I realize that I didn't properly answer this question. The <meta> tag doesn't haven't a closing tag, that's why it is a singleton tag. If you add a "closing tag", i.e., </meta>, the browser will simply ignore it. If you think about it, there is no reason to have a closing tag since the <meta> tag isn't marking any content, or applying some style to any content. Its purpose is to describe a page, and since there is only a few very exact ways to describe a page, this purpose can be satisfied by the use of attributes. On the other hand, a <h1> is telling the browser: this content is special, treat it differently (by applying some styling). Since the content can be of any length, and by itself doesn't mean anything to the browser (i.e., it doesn't tell the browser what to do like attributes do), the browser has to know where it starts and where it ends. Hence, the need for an opening and a closing tag.

Ian Johnson
Ian Johnson
2,749 Points

Awesome.

Thanks very much for re-replying & great job at explaining that Montazar Al-Jaber

While the closing meta tag is not standard confirmative, your browser is (hopefully) clever enough to ignore the invalid closing tag. You can verify this for yourself. Open a workspace where you have (or add) a closing meta tag, and then open the Inspector in the preview page. In the Elements tab, you'll find that the browser has ignored the closing meta tag. However, you should not rely on this behavior since not all web browsers are equal, and some may not render your page at all.

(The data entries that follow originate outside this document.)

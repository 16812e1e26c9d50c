use std::thread;
use std::thread::JoinHandle;

use crossbeam_channel::{Receiver, Sender};
use log::{debug, info, warn};

use portmidi::{DeviceInfo, InputPort, MidiEvent, MidiMessage, OutputPort, PortMidi};

use piano_core::config::Midi as MidiConfig;
use piano_core::midi::{ChannelError, ChannelResult, MidiDevice};

use super::{select_devices, DeviceDescriptor, MidiError, MidiResult};

pub const ID: &str = "PortMIDI";

enum Protocol {
  Write {
    message: MidiMessage,
    reply_tx: Sender<Result<(), String>>,
  },

  Stop,
}

/// The PortMidi context and the streams opened on it. PortMidi handles
/// never leave the thread that created them.
struct PortMidiSession {
  output: OutputPort,
  input: Option<InputPort>,
  context: PortMidi,
}

impl PortMidiSession {
  fn open(config: &MidiConfig) -> MidiResult<(String, PortMidiSession)> {
    info!("Initialising {} ...", ID);

    let context = PortMidi::new().map_err(|err| MidiError::Init {
      cause: format!("{:?}", err),
    })?;

    let devices = context.devices().map_err(|err| MidiError::Init {
      cause: format!("{:?}", err),
    })?;

    let descriptors: Vec<DeviceDescriptor> = devices.iter().map(Self::descriptor).collect();
    let selection = select_devices(&descriptors, config.input_device, config.output_device)?;

    match selection.input {
      Some(input) => info!(
        "Using input device {} and output device {}",
        input, selection.output
      ),
      None => info!("Using output device {}", selection.output),
    }

    let output_device = Self::device_info(&devices, selection.output)?;
    let name = output_device.name().clone();

    info!("Opening output stream");
    let output = context
      .output_port(output_device, config.buffer_size)
      .map_err(|err| MidiError::OutputOpen {
        cause: format!("Device={:?}, Error={:?}", name, err),
      })?;

    let input = match selection.input {
      Some(id) => {
        info!("Opening input stream");
        let input_device = Self::device_info(&devices, id)?;
        let input_name = input_device.name().clone();
        let port = context
          .input_port(input_device, config.buffer_size)
          .map_err(|err| MidiError::InputOpen {
            cause: format!("Device={:?}, Error={:?}", input_name, err),
          })?;
        Some(port)
      }
      None => {
        warn!("No input device available, opening the output stream only");
        None
      }
    };

    let session = PortMidiSession {
      output,
      input,
      context,
    };

    Ok((name, session))
  }

  fn descriptor(device: &DeviceInfo) -> DeviceDescriptor {
    DeviceDescriptor {
      id: device.id(),
      name: device.name().clone(),
      output: device.is_output(),
    }
  }

  fn device_info(devices: &[DeviceInfo], id: i32) -> MidiResult<DeviceInfo> {
    devices
      .iter()
      .find(|device| device.id() == id)
      .cloned()
      .ok_or_else(|| MidiError::DeviceNotFound { id: id.to_string() })
  }

  fn handle_messages(mut self, protocol_rx: Receiver<Protocol>) {
    debug!("Handling MIDI messages ...");

    for message in protocol_rx.iter() {
      match message {
        Protocol::Write { message, reply_tx } => {
          let event = MidiEvent {
            message,
            timestamp: 0,
          };
          let result = self
            .output
            .write_event(event)
            .map_err(|err| format!("{:?}", err));
          drop(reply_tx.send(result));
        }

        Protocol::Stop => break,
      }
    }

    self.close();
  }

  fn close(self) {
    let PortMidiSession {
      output,
      input,
      context,
    } = self;

    debug!("Closing output stream");
    drop(output);
    if let Some(input) = input {
      debug!("Closing input stream");
      drop(input);
    }
    debug!("Terminating {}", ID);
    drop(context);
  }
}

/// A device pair opened through PortMidi.
///
/// The streams live on a dedicated `midi-io` thread; writes are forwarded
/// to it and block until the driver has answered.
pub struct PortMidiDevice {
  name: String,
  protocol_tx: Sender<Protocol>,
  handler: Option<JoinHandle<()>>,
}

impl PortMidiDevice {
  pub fn open(config: &MidiConfig) -> MidiResult<PortMidiDevice> {
    info!("Spawning MIDI I/O thread ...");

    let (init_tx, init_rx) = crossbeam_channel::bounded::<MidiResult<String>>(1);
    let (protocol_tx, protocol_rx) = crossbeam_channel::unbounded::<Protocol>();
    let config = config.clone();

    let handler = thread::Builder::new()
      .name("midi-io".into())
      .spawn(move || match PortMidiSession::open(&config) {
        Ok((name, session)) => {
          drop(init_tx.send(Ok(name)));
          session.handle_messages(protocol_rx);
        }
        Err(err) => drop(init_tx.send(Err(err))),
      })
      .map_err(|err| MidiError::Start {
        cause: err.to_string(),
      })?;

    let name = init_rx.recv().map_err(|_| MidiError::Stop)??;

    Ok(PortMidiDevice {
      name,
      protocol_tx,
      handler: Some(handler),
    })
  }

  fn stop(&mut self) -> MidiResult<()> {
    match self.handler.take() {
      Some(handler) => {
        drop(self.protocol_tx.send(Protocol::Stop));
        handler.join().map_err(|_| MidiError::Stop)
      }
      None => Ok(()),
    }
  }
}

impl MidiDevice for PortMidiDevice {
  fn name(&self) -> &str {
    self.name.as_str()
  }

  fn write_short(&mut self, status: u8, data1: u8, data2: u8) -> ChannelResult<()> {
    if self.handler.is_none() {
      return Err(ChannelError::Closed);
    }

    let (reply_tx, reply_rx) = crossbeam_channel::bounded(1);
    let message = MidiMessage {
      status,
      data1,
      data2,
    };

    self
      .protocol_tx
      .send(Protocol::Write { message, reply_tx })
      .map_err(|_| ChannelError::Closed)?;

    reply_rx
      .recv()
      .map_err(|_| ChannelError::Closed)?
      .map_err(|cause| ChannelError::Device { cause })
  }

  fn close(&mut self) -> ChannelResult<()> {
    info!("Stopping MIDI I/O thread ...");
    self.stop().map_err(|err| ChannelError::Device {
      cause: err.to_string(),
    })
  }
}

impl Drop for PortMidiDevice {
  fn drop(&mut self) {
    if let Err(err) = self.stop() {
      warn!("{}", err);
    }
  }
}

By definition, the meta tag is classified as a singleton tag since it doesn't have a closing tag.

Interesting read.

Ian Johnson
Ian Johnson
2,749 Points

Thank you for responding Montazar Al-Jaber.

I tried this; "Open a workspace where you have (or add) a closing meta tag, and then open the Inspector in the preview page." a few ways [probably both incorrectly]:

1) <meta> charset="utf-8" <meta/>

2) <meta charset="utf-8"/>

The first attempt simply added charset="utf-8" as a comment above the body, the second attempt doesn't seem to have done anything different to when not trying to close the tag - so I guess I see what you mean by the browser ignoring it on the second attempt.

Thank you also for the further reading!

The browser tries its best to guess what you're trying to do. In this case, since <meta> is a valid singleton element, it kept the first <meta> tag but removed the </meta> since that closing tag isn't valid HTML, and removed the content since <meta> doesn't expect any content (only attributes). However, if you used an invalid tag, e.g., <cc> which doesn't exist in HTML, the browser is clever enough to remove that tag altogether: opening and closing tag, and content.

The bottom-line is that although the browser is very clever one should not rely on it too much to figure out what you mean.